:: What you should do ::
Bring together copies of the lines in the data below that contain the word "MasterSequenceControl".

:: The data ::

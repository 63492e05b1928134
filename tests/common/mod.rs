#![allow(dead_code)]

use anyhow::{anyhow, Context, Result};
use chrono::{DateTime, Duration, TimeZone, Utc};
use iolink_proto::types::{ChecksumStatus, ChecksumType, MasterSequenceControl};
use iolink_proto::{DeviceMessage, MasterMessage, Message, Timestamp};

pub fn init() {
    let _ = env_logger::builder().is_test(true).try_init();
}

/// One captured octet: value, start and end of its transmission.
#[derive(Debug, Copy, Clone)]
pub struct CapturedOctet {
    pub value: u8,
    pub start: Timestamp,
    pub end: Timestamp,
}

/// Parse an analyzer export, one octet per line:
/// `value, , start, end, data`. Blank lines are skipped.
pub fn parse_capture(capture: &str) -> Result<Vec<CapturedOctet>> {
    capture
        .lines()
        .map(str::trim)
        .filter(|line| !line.is_empty())
        .map(parse_line)
        .collect()
}

fn parse_line(line: &str) -> Result<CapturedOctet> {
    let columns: Vec<&str> = line.split(',').map(str::trim).collect();
    let &[value, _, start, end, _] = columns.as_slice() else {
        return Err(anyhow!("malformed capture line {line:?}"));
    };
    Ok(CapturedOctet {
        value: value.parse().with_context(|| format!("octet value {value:?}"))?,
        start: parse_time(start)?,
        end: parse_time(end)?,
    })
}

fn parse_time(s: &str) -> Result<Timestamp> {
    let time = DateTime::parse_from_str(s, "%Y-%m-%d %H:%M:%S%.f%:z")
        .with_context(|| format!("timestamp {s:?}"))?;
    Ok(time.with_timezone(&Utc))
}

/// Builds back to back master/device cycles with made up timestamps.
pub struct CycleBuilder {
    time: Timestamp,
}

impl CycleBuilder {
    pub fn new() -> Self {
        Self {
            time: Utc.with_ymd_and_hms(2050, 1, 1, 0, 1, 2).unwrap(),
        }
    }

    fn span(&mut self, micros: i64) -> (Timestamp, Timestamp) {
        let start = self.time;
        self.time = start + Duration::microseconds(micros);
        (start, self.time)
    }

    pub fn master(&mut self, mc: u8, ckt: u8, pd_out: &[u8], od: &[u8]) -> Message {
        let (start, end) = self.span(300);
        MasterMessage::new(
            MasterSequenceControl::from_byte(mc),
            ChecksumType::from_byte(ckt),
            pd_out,
            od,
            start,
            end,
        )
        .unwrap()
        .into()
    }

    pub fn device(&mut self, od: &[u8], pd_in: &[u8], cks: u8) -> Message {
        self.span(100);
        let (start, end) = self.span(300);
        self.span(1300);
        DeviceMessage::new(od, pd_in, ChecksumStatus::from_byte(cks), start, end)
            .unwrap()
            .into()
    }
}
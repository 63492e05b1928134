use log::trace;

use super::ChannelHandler;
use crate::error::Error;
use crate::message::{DeviceMessage, MasterMessage};
use crate::transaction::{ProcessTransaction, Source, Transaction};
use crate::types::TransmissionDirection;

/// Process channel: no on-request service, each half is reported as is.
#[derive(Debug)]
pub struct ProcessChannel {
    direction: TransmissionDirection,
}

impl Default for ProcessChannel {
    fn default() -> Self {
        Self {
            direction: TransmissionDirection::Read,
        }
    }
}

impl ProcessChannel {
    pub fn new() -> Self {
        Self::default()
    }
}

impl ChannelHandler for ProcessChannel {
    fn handle_master_message(
        &mut self,
        message: &MasterMessage,
    ) -> Result<Option<Transaction>, Error> {
        self.direction = message.mc().direction();
        trace!("process channel, master {}", self.direction);
        Ok(Some(Transaction::Process(ProcessTransaction {
            start_time: message.start_time(),
            end_time: message.end_time(),
            source: Source::Master,
            direction: self.direction,
        })))
    }

    fn handle_device_message(
        &mut self,
        message: &DeviceMessage,
    ) -> Result<Option<Transaction>, Error> {
        Ok(Some(Transaction::Process(ProcessTransaction {
            start_time: message.start_time(),
            end_time: message.end_time(),
            source: Source::Device,
            direction: self.direction,
        })))
    }

    fn reset(&mut self) {
        *self = Self::default();
    }
}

:: Result of the task ::
use iolink_proto::types::{ChecksumStatus, ChecksumType, MasterSequenceControl};
            MasterSequenceControl::from_byte(mc),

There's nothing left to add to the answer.